To reorganise under the CCAA, a company must carry on business in Canada, have total liabilities exceeding C$5 million and be insolvent. Generally, CCAA proceedings are commenced by court application by the reorganising debtor for what is known as an ‘initial order’, which establishes the proceeding and sets out the general parameters, including stays of proceedings, provisions that prohibit creditors from enforcing claims against the debtor, provisions that prohibit contracting parties from terminating contracts with the debtor, interim operational matters for the debtor, the appointment of a monitor, and interim financing, if sought. Under the CCAA, there is an initial discretionary stay of proceedings of up to a maximum of 30 days.
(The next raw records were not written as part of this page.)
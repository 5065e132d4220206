use duoadmin_domain::Result;

use super::Credentials;

/// Persistence boundary for a [`Credentials`] set.
///
/// Implementations must encrypt at rest; the file layout belongs to the
/// implementation.
pub trait CredentialVault: Send + Sync {
    fn persist(&self, credentials: &Credentials) -> Result<()>;

    fn load(&self) -> Result<Credentials>;
}
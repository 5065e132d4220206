//! Encrypted on-disk persistence for credential sets.

pub mod document;
pub mod vault;

pub use document::CredentialDocument;
pub use vault::{EncryptedFileVault, KeySource, DEFAULT_KEYCHAIN_ACCOUNT, DEFAULT_KEYCHAIN_SERVICE};
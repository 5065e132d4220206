use std::collections::BTreeMap;
use std::fmt;

use duoadmin_common::validation::{require_non_empty, validate_api_host};
use duoadmin_common::SecureString;
use duoadmin_domain::Result;

use crate::errors::ValidationResultExt;

/// Integration key, secret key and API host for one Admin API integration,
/// plus any named auxiliary secrets.
///
/// Only [`Credentials::new`] builds one, so every instance has passed
/// validation. There is no serde support; persisted sets are rehydrated
/// through the vault, which validates again.
///
/// ```compile_fail
/// fn deserializable<T: serde::de::DeserializeOwned>() {}
/// deserializable::<duoadmin_core::Credentials>();
/// ```
///
/// ```compile_fail
/// fn serializable<T: serde::Serialize>() {}
/// serializable::<duoadmin_core::Credentials>();
/// ```
#[derive(Clone, PartialEq, Eq)]
pub struct Credentials {
    integration_key: String,
    secret_key: SecureString,
    api_host: String,
    auxiliary_keys: BTreeMap<String, SecureString>,
}

impl Credentials {
    /// Validate and normalize a credential set.
    ///
    /// Keys are trimmed, the host is trimmed and lowercased and must be a
    /// bare hostname without scheme, port or path.
    pub fn new(
        integration_key: impl AsRef<str>,
        secret_key: SecureString,
        api_host: impl AsRef<str>,
    ) -> Result<Self> {
        let integration_key = require_non_empty("integration_key", integration_key.as_ref()).or_invalid()?;
        let secret = require_non_empty("secret_key", secret_key.expose()).or_invalid()?;
        let api_host = validate_api_host("api_host", api_host.as_ref()).or_invalid()?;

        Ok(Self {
            integration_key: integration_key.to_string(),
            secret_key: SecureString::new(secret),
            api_host: api_host.to_lowercase(),
            auxiliary_keys: BTreeMap::new(),
        })
    }

    /// Add several auxiliary keys under the same rules as
    /// [`insert_auxiliary_key`](Self::insert_auxiliary_key).
    pub fn with_auxiliary_keys(mut self, keys: BTreeMap<String, SecureString>) -> Result<Self> {
        for (name, value) in keys {
            self.insert_auxiliary_key(&name, value)?;
        }
        Ok(self)
    }

    /// Insert or replace an auxiliary key. Names are trimmed and must be non-empty.
    pub fn insert_auxiliary_key(&mut self, name: &str, value: SecureString) -> Result<()> {
        let name = require_non_empty("auxiliary_key_name", name).or_invalid()?;
        self.auxiliary_keys.insert(name.to_string(), value);
        Ok(())
    }

    pub fn integration_key(&self) -> &str {
        &self.integration_key
    }

    pub fn secret_key(&self) -> &SecureString {
        &self.secret_key
    }

    pub fn api_host(&self) -> &str {
        &self.api_host
    }

    pub fn auxiliary_key(&self, name: &str) -> Option<&SecureString> {
        self.auxiliary_keys.get(name)
    }

    pub fn auxiliary_keys(&self) -> &BTreeMap<String, SecureString> {
        &self.auxiliary_keys
    }
}

impl fmt::Debug for Credentials {
    fn fmt(&self, f: &mut fmt::Formatter<'_>) -> fmt::Result {
        f.debug_struct("Credentials")
            .field("integration_key", &self.integration_key)
            .field("secret_key", &self.secret_key)
            .field("api_host", &self.api_host)
            .field("auxiliary_keys", &self.auxiliary_keys.keys().collect::<Vec<_>>())
            .finish()
    }
}
//! Secure string type with automatic memory zeroization
//!
//! Holds secrets (API secret keys, auxiliary keys, passphrases) so that they
//! are wiped from memory on drop and never leak through `Debug` or `Display`.

use std::fmt;
use std::str::FromStr;

use serde::{Deserialize, Serialize};
use zeroize::{Zeroize, ZeroizeOnDrop};

/// Secret string that zeroes its buffer on drop
///
/// Formatting prints `***`. Serialization writes the plaintext so the value
/// can be placed inside an encrypted document; never serialize it anywhere
/// else.
#[derive(Clone, Default, Serialize, Deserialize, Zeroize, ZeroizeOnDrop)]
#[serde(transparent)]
pub struct SecureString {
    inner: String,
}

impl SecureString {
    pub fn new(s: impl Into<String>) -> Self {
        Self { inner: s.into() }
    }

    /// Borrow the plaintext for an immediate operation (signing, encryption).
    ///
    /// The returned value must not be stored or logged.
    pub fn expose(&self) -> &str {
        &self.inner
    }

    pub fn expose_bytes(&self) -> &[u8] {
        self.inner.as_bytes()
    }

    pub fn len(&self) -> usize {
        self.inner.len()
    }

    pub fn is_empty(&self) -> bool {
        self.inner.is_empty()
    }

    /// Length-independent comparison of the two plaintexts.
    pub fn constant_time_eq(&self, other: &SecureString) -> bool {
        constant_time_eq(self.expose_bytes(), other.expose_bytes())
    }
}

// Not constant-time; see `constant_time_eq`.
impl PartialEq for SecureString {
    fn eq(&self, other: &Self) -> bool {
        self.inner == other.inner
    }
}

impl Eq for SecureString {}

impl From<String> for SecureString {
    fn from(s: String) -> Self {
        Self::new(s)
    }
}

impl From<&str> for SecureString {
    fn from(s: &str) -> Self {
        Self::new(s)
    }
}

impl FromStr for SecureString {
    type Err = std::convert::Infallible;

    fn from_str(s: &str) -> Result<Self, Self::Err> {
        Ok(Self::new(s))
    }
}

impl fmt::Debug for SecureString {
    fn fmt(&self, f: &mut fmt::Formatter<'_>) -> fmt::Result {
        write!(f, "SecureString(***)")
    }
}

impl fmt::Display for SecureString {
    fn fmt(&self, f: &mut fmt::Formatter<'_>) -> fmt::Result {
        write!(f, "***")
    }
}

fn constant_time_eq(a: &[u8], b: &[u8]) -> bool {
    if a.len() != b.len() {
        return false;
    }

    a.iter().zip(b.iter()).fold(0u8, |acc, (x, y)| acc | (x ^ y)) == 0
}
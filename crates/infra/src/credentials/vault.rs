//! AES-256-GCM credential file.
//!
//! The file holds one base64 JSON container produced by
//! [`EncryptionService`]. Which key opens it depends on the [`KeySource`]:
//! a random key kept in the OS keychain (the file is then only readable by
//! the same OS user), an Argon2-stretched passphrase, or a caller-supplied
//! hex key.

use std::fs;
use std::io::Write;
use std::path::{Path, PathBuf};

use duoadmin_common::{EncryptedData, EncryptionService, KeychainError, KeychainProvider, SecureString};
use duoadmin_core::{security_failed, CredentialVault, Credentials};
use duoadmin_domain::{AdminError, Result};
use tracing::{debug, info};
use zeroize::Zeroizing;

use super::CredentialDocument;
use crate::errors::vault_io_failure;

pub const DEFAULT_KEYCHAIN_SERVICE: &str = "duoadmin";
pub const DEFAULT_KEYCHAIN_ACCOUNT: &str = "credential-file-key";

/// Where the file encryption key comes from.
#[derive(Debug, Clone)]
pub enum KeySource {
    /// Random key stored in the platform keychain, created on first persist.
    Keychain { service: String, account: String },
    /// Key derived from a passphrase with Argon2; the salt is stored in the file.
    Passphrase(SecureString),
    /// Hex-encoded 32-byte key.
    Direct(SecureString),
}

impl Default for KeySource {
    fn default() -> Self {
        Self::Keychain {
            service: DEFAULT_KEYCHAIN_SERVICE.to_string(),
            account: DEFAULT_KEYCHAIN_ACCOUNT.to_string(),
        }
    }
}

impl KeySource {
    fn sealing_cipher(&self) -> Result<EncryptionService> {
        match self {
            Self::Keychain { service, account } => {
                let keychain = KeychainProvider::new(service.as_str());
                keychain.get_or_create_key(account).map_err(|e| security_failed(e.into()))?;
                // Seal only with a key a fresh entry can read back, so the file stays openable.
                let key = read_keychain_key(&keychain, service, account)?;
                EncryptionService::from_hex_key(&key).map_err(security_failed)
            }
            Self::Passphrase(passphrase) => {
                EncryptionService::from_password(passphrase).map_err(security_failed)
            }
            Self::Direct(key) => EncryptionService::from_hex_key(key).map_err(security_failed),
        }
    }

    fn opening_cipher(&self, container: &EncryptedData) -> Result<EncryptionService> {
        match self {
            Self::Keychain { service, account } => {
                let key =
                    read_keychain_key(&KeychainProvider::new(service.as_str()), service, account)?;
                EncryptionService::from_hex_key(&key).map_err(security_failed)
            }
            Self::Passphrase(passphrase) => {
                let salt = container.salt.as_deref().ok_or_else(|| {
                    AdminError::Security("credential file was not sealed with a passphrase".to_string())
                })?;
                EncryptionService::from_password_with_salt(passphrase, Some(salt))
                    .map_err(security_failed)
            }
            Self::Direct(key) => EncryptionService::from_hex_key(key).map_err(security_failed),
        }
    }
}

fn read_keychain_key(keychain: &KeychainProvider, service: &str, account: &str) -> Result<SecureString> {
    keychain.get_secret(account).map_err(|e| match e {
        KeychainError::NotFound => AdminError::Security(format!(
            "no key for credential file in keychain ({service}/{account})"
        )),
        other => security_failed(other.into()),
    })
}

/// [`CredentialVault`] backed by an encrypted file.
#[derive(Debug, Clone)]
pub struct EncryptedFileVault {
    path: PathBuf,
    key_source: KeySource,
}

impl EncryptedFileVault {
    pub fn new(path: impl Into<PathBuf>, key_source: KeySource) -> Self {
        Self { path: path.into(), key_source }
    }

    pub fn path(&self) -> &Path {
        &self.path
    }

    pub fn exists(&self) -> bool {
        self.path.is_file()
    }
}

impl CredentialVault for EncryptedFileVault {
    fn persist(&self, credentials: &Credentials) -> Result<()> {
        let document = CredentialDocument::from_credentials(credentials);
        let plaintext = Zeroizing::new(serde_json::to_vec(&document).map_err(|e| {
            AdminError::Security(format!("cannot serialize credentials: {e}"))
        })?);

        let sealed = self.key_source.sealing_cipher()?.encrypt_to_string(&plaintext).map_err(security_failed)?;
        write_private(&self.path, sealed.as_bytes())?;

        info!(path = %self.path.display(), "credentials persisted");
        Ok(())
    }

    fn load(&self) -> Result<Credentials> {
        let encoded = fs::read_to_string(&self.path).map_err(|e| {
            vault_io_failure(&format!("cannot read credential file {}", self.path.display()), e)
        })?;

        let container = EncryptionService::decode_container(&encoded).map_err(security_failed)?;
        let plaintext = Zeroizing::new(
            self.key_source.opening_cipher(&container)?.decrypt(&container).map_err(security_failed)?,
        );
        let document: CredentialDocument = serde_json::from_slice(&plaintext)
            .map_err(|e| AdminError::Security(format!("credential file is corrupt: {e}")))?;

        debug!(path = %self.path.display(), version = document.version, "credential file decrypted");
        document.into_credentials()
    }
}

/// Write through a sibling temp file and rename, leaving the file `0o600` on Unix.
fn write_private(path: &Path, contents: &[u8]) -> Result<()> {
    if let Some(parent) = path.parent().filter(|p| !p.as_os_str().is_empty()) {
        fs::create_dir_all(parent)
            .map_err(|e| vault_io_failure("cannot create credential directory", e))?;
    }

    let temp_path = path.with_extension("tmp");
    let mut options = fs::OpenOptions::new();
    options.write(true).create(true).truncate(true);
    #[cfg(unix)]
    {
        use std::os::unix::fs::OpenOptionsExt;
        options.mode(0o600);
    }

    let mut file =
        options.open(&temp_path).map_err(|e| vault_io_failure("cannot create temp file", e))?;
    file.write_all(contents).map_err(|e| vault_io_failure("cannot write temp file", e))?;
    file.sync_all().map_err(|e| vault_io_failure("cannot flush temp file", e))?;
    drop(file);

    #[cfg(unix)]
    {
        use std::os::unix::fs::PermissionsExt;
        fs::set_permissions(&temp_path, fs::Permissions::from_mode(0o600))
            .map_err(|e| vault_io_failure("cannot restrict temp file permissions", e))?;
    }

    fs::rename(&temp_path, path).map_err(|e| vault_io_failure("cannot replace credential file", e))
}
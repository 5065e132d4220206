//! Offset/limit pagination.
//!
//! A listing is fetched page by page, strictly in sequence. It ends at the
//! first page shorter than the page size (an empty page included), and any
//! failing page fails the whole listing.

mod paginator;

pub use paginator::{fetch_all, page_fn, PageFn, PageSource, Paginator};
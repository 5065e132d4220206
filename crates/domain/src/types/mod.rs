//! Domain types and models

pub mod envelope;
pub mod method;
pub mod params;
pub mod resources;

pub use envelope::ResponseEnvelope;
pub use method::HttpMethod;
pub use params::RequestParams;
pub use resources::{Admin, Group, NewUser, Phone, User, UserStatus};
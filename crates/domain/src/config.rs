//! Client configuration structures

use std::path::PathBuf;

use serde::{Deserialize, Serialize};

use crate::constants::DEFAULT_DATE_HEADER;

/// Top-level client configuration.
#[derive(Debug, Clone, PartialEq, Eq, Serialize, Deserialize)]
#[serde(default)]
pub struct ClientConfig {
    /// Caller-side timeout for a single exchange. When it fires the remote
    /// effect of the request is unknown.
    pub timeout_secs: u64,
    pub user_agent: String,
    /// Name of the signed date header.
    pub date_header: String,
    pub retry: RetryConfig,
    /// Location of the encrypted credential file, if one is used.
    pub credential_path: Option<PathBuf>,
}

impl Default for ClientConfig {
    fn default() -> Self {
        Self {
            timeout_secs: 30,
            user_agent: concat!("duoadmin/", env!("CARGO_PKG_VERSION")).to_string(),
            date_header: DEFAULT_DATE_HEADER.to_string(),
            retry: RetryConfig::default(),
            credential_path: None,
        }
    }
}

/// Retry settings for idempotent requests.
#[derive(Debug, Clone, Copy, PartialEq, Eq, Serialize, Deserialize)]
#[serde(default)]
pub struct RetryConfig {
    /// Total attempts, including the first one.
    pub max_attempts: u32,
    pub base_backoff_ms: u64,
}

impl Default for RetryConfig {
    fn default() -> Self {
        Self { max_attempts: 3, base_backoff_ms: 200 }
    }
}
Thereafter, the stay of proceeding may be extended at the discretion of the court for any additional period of time and re-extended at the discretion of the court. In the past, reorganisations have taken the form of the development of a plan of compromise or arrangement, consisting of a proposal to creditors to compromise claims. The time frame in which a debtor has to file a plan is in the discretion of the court. Creditors are grouped into classes based on commonality of interest for purposes of voting and distribution under the plan. A majority in number, representing two-thirds in value of the claim of each creditor class, must approve the plan, as well as the court. If they do, then the plan will be binding on all creditors in the class. The CCAA is silent on the time frame to seek court approval.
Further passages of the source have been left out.